Reflecting on last fall when I rented a *local* hotel room for two nights just to escape my mom and have a minute to think, and how this was not a red flag to certain members of my family to whom this should have been a HUGE red flag.

I was doing a lot of short "need to escape this toxic environment" trips in the months leading up to leaving my abuser too, so its red-flagginess was not lost on me at all.

I felt like I was grabbing the lapels of people I wanted help from, going "Hello! Don't you see how bad it is!?" and basically getting a "shrug, try harder and stop overreacting."

Anyway, now she's that family-member's problem, and I'm far away with the family member who did take me seriously.

#DarkSojourn #Recovery2025

Probably the fact that this particular family member would find hotel and food expenses for two days to be a footnote in his budget might have had something to do with that. For me it was about 15% of my income that month.

And he was complaining every time he had to take hours off his work to help me help mom.
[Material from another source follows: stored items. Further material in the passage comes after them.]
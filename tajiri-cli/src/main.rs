use anyhow::{Context, Result, bail};
use chrono::{DateTime, Utc};
use clap::{Parser, Subcommand};
use std::path::PathBuf;
use tracing_subscriber::{EnvFilter, fmt, layer::SubscriberExt, util::SubscriberInitExt};

use tajiri_core::TransactionKind;
use tajiri_functions::{
    CreateBudgetRequest, CreateGoalRequest, CreateTransactionRequest, DeleteTransactionRequest,
    JobConfig, create_budget, create_goal, create_transaction, delete_abandoned_goals,
    delete_transaction, get_advisory_message, handle_message, process_daily_goals,
    spending_summary, suggest_daily_limit,
};

mod config;
mod state;

#[derive(Parser, Debug)]
#[command(name = "tajiri", version, about = "Tajiri finance backend local runner")]
struct Cli {
    /// Data directory (default: ~/.tajiri)
    #[arg(long, global = true)]
    data: Option<PathBuf>,

    /// Acting user id for handler commands
    #[arg(long, global = true, default_value = "local")]
    user: String,

    /// Override the reference instant (RFC3339), e.g. to replay a tick
    #[arg(long, global = true)]
    now: Option<String>,

    #[command(subcommand)]
    command: Command,
}

#[derive(Subcommand, Debug)]
enum Command {
    /// Run the scheduled daily goal reconciliation once
    ProcessGoals {
        /// Override the configured goal concurrency
        #[arg(long)]
        concurrency: Option<usize>,
    },

    /// Run the scheduled abandoned-goal cleanup once
    Cleanup,

    /// Send a free-text message through the assistant router
    Ask { message: Vec<String> },

    /// Ask the AI advisor directly
    Advice { message: Vec<String> },

    /// Spending summary for a timeframe phrase ("this week", "last month", ...)
    Summary { text: Vec<String> },

    /// Suggest a daily limit from the last 30 days of spending
    SuggestLimit,

    /// Record an expense
    AddExpense {
        amount: f64,
        category: String,
        #[arg(long, default_value = "")]
        description: String,
    },

    /// Create a savings goal
    NewGoal {
        name: String,
        target: f64,
        daily_limit: f64,
        /// IANA zone the goal's days are measured in
        #[arg(long)]
        timezone: Option<String>,
    },

    /// Create a monthly category budget
    NewBudget { category: String, amount: f64 },

    /// Delete the most recent transaction matching a description
    DeleteTransaction { text: Vec<String> },

    /// Write the default config.toml
    InitConfig,
}

fn init_tracing() {
    let log_format = std::env::var("TAJIRI_LOG_FORMAT").unwrap_or_else(|_| "text".to_string());
    let filter = EnvFilter::try_from_default_env().unwrap_or_else(|_| EnvFilter::new("info"));
    let registry = tracing_subscriber::registry().with(filter);

    if log_format.eq_ignore_ascii_case("json") {
        registry
            .with(fmt::layer().json().with_current_span(false))
            .init();
    } else {
        registry.with(fmt::layer().with_target(false)).init();
    }
}

fn joined(words: &[String]) -> Result<String> {
    let s = words.join(" ");
    if s.trim().is_empty() {
        bail!("a message is required");
    }
    Ok(s)
}

#[tokio::main]
async fn main() -> Result<()> {
    init_tracing();
    let cli = Cli::parse();

    let data_dir = state::ensure_data_dir(cli.data.clone())?;
    let cfg = config::load_config(&data_dir)?;
    let llm = config::llm_client(&cfg)?;
    let now = match &cli.now {
        Some(raw) => DateTime::parse_from_rfc3339(raw)
            .with_context(|| format!("invalid --now '{raw}' (expected RFC3339)"))?
            .with_timezone(&Utc),
        None => Utc::now(),
    };
    let store = state::load_store(&data_dir)?;

    match cli.command {
        Command::ProcessGoals { concurrency } => {
            let job = JobConfig {
                concurrency: concurrency.unwrap_or(cfg.scheduler.concurrency),
                goal_timeout: std::time::Duration::from_secs(cfg.scheduler.goal_timeout_secs),
            };
            let report = process_daily_goals(&store, &job, now).await?;
            state::flush_store(&data_dir, &store).await?;
            println!(
                "Reconciled {} goals across {} users: {} success, {} failed, {} skipped, {} completed, {} errors",
                report.goals,
                report.users,
                report.success_days,
                report.failed_days,
                report.skipped_days,
                report.completed_goals,
                report.errors
            );
        }

        Command::Cleanup => {
            let report = delete_abandoned_goals(&store, cfg.scheduler.retention_days, now).await?;
            state::flush_store(&data_dir, &store).await?;
            println!(
                "Deleted {} abandoned goals across {} users ({} errors)",
                report.purged, report.users, report.errors
            );
        }

        Command::Ask { message } => {
            let message = joined(&message)?;
            let reply = handle_message(&store, llm.as_ref(), &cli.user, &message, now).await?;
            state::flush_store(&data_dir, &store).await?;
            println!("{reply}");
        }

        Command::Advice { message } => {
            let message = joined(&message)?;
            let reply = get_advisory_message(
                &store,
                llm.as_ref(),
                &cli.user,
                &message,
                now,
                cfg.advisor.max_context_transactions,
            )
            .await?;
            println!("{reply}");
        }

        Command::Summary { text } => {
            let text = text.join(" ");
            let s = spending_summary(&store, &cli.user, &text, now).await?;
            println!("{}", s.reply);
            for line in &s.by_category {
                println!("  {} {:.2}", line.category, line.amount);
            }
            for b in &s.budgets {
                println!(
                    "  budget {}: {:.2} of {:.2}",
                    b.category, b.spent, b.monthly_amount
                );
            }
        }

        Command::SuggestLimit => {
            let s = suggest_daily_limit(&store, &cli.user, now).await?;
            println!("{}", s.reply);
        }

        Command::AddExpense {
            amount,
            category,
            description,
        } => {
            let r = create_transaction(
                &store,
                &cli.user,
                CreateTransactionRequest {
                    kind: TransactionKind::Expense,
                    amount,
                    category,
                    description,
                    date: None,
                },
                now,
            )
            .await?;
            state::flush_store(&data_dir, &store).await?;
            println!("{} ({})", r.reply, r.id);
        }

        Command::NewGoal {
            name,
            target,
            daily_limit,
            timezone,
        } => {
            let r = create_goal(
                &store,
                &cli.user,
                CreateGoalRequest {
                    name,
                    target_amount: target,
                    daily_limit,
                    start_date: None,
                    timezone,
                },
                now,
            )
            .await?;
            state::flush_store(&data_dir, &store).await?;
            println!("{} ({})", r.reply, r.id);
        }

        Command::NewBudget { category, amount } => {
            let r = create_budget(
                &store,
                &cli.user,
                CreateBudgetRequest {
                    category,
                    monthly_amount: amount,
                },
                now,
            )
            .await?;
            state::flush_store(&data_dir, &store).await?;
            println!("{} ({})", r.reply, r.id);
        }

        Command::DeleteTransaction { text } => {
            let description = joined(&text)?;
            let r = delete_transaction(&store, &cli.user, DeleteTransactionRequest { description })
                .await?;
            state::flush_store(&data_dir, &store).await?;
            println!("{}", r.reply);
        }

        Command::InitConfig => {
            config::init_config(&data_dir)?;
        }
    }

    Ok(())
}
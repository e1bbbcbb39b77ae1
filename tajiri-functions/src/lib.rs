//! tajiri-functions: the Tajiri backend functions (callable handlers, the
//! assistant router, and the scheduled jobs) over the store seams.

pub mod advisor;
pub mod assistant;
pub mod cleanup;
pub mod daily_goals;
pub mod goals;
pub mod insights;
pub mod llm;
pub mod transactions;

pub use advisor::get_advisory_message;
pub use assistant::handle_message;
pub use cleanup::{CleanupReport, DEFAULT_RETENTION_DAYS, delete_abandoned_goals};
pub use daily_goals::{JobConfig, RunReport, process_daily_goals};
pub use goals::{CreateBudgetRequest, CreateGoalRequest, create_budget, create_goal};
pub use insights::{spending_summary, suggest_daily_limit};
pub use llm::{LlmClient, Provider};
pub use transactions::{
    CreateTransactionRequest, DeleteTransactionRequest, create_transaction, delete_transaction,
};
When I was regularly losing WEEKS of work. Another reason I needed to get a hotel, so I could even think about my work.

During the move, I didn't work at all for nearly three months.

That level of lacking in empathy, or even effort to empathize, really pisses me off. I was not prone to freaking out OR asking for help, so the fact that I was freaking out and asking for help at all should have earned some being taken seriously.

Mood: Angry

#DarkSojourn
#Recovery2025

Also where do I petition Mastodon to have build-in fields for "Mood" and "Music" when posting, like LJ did?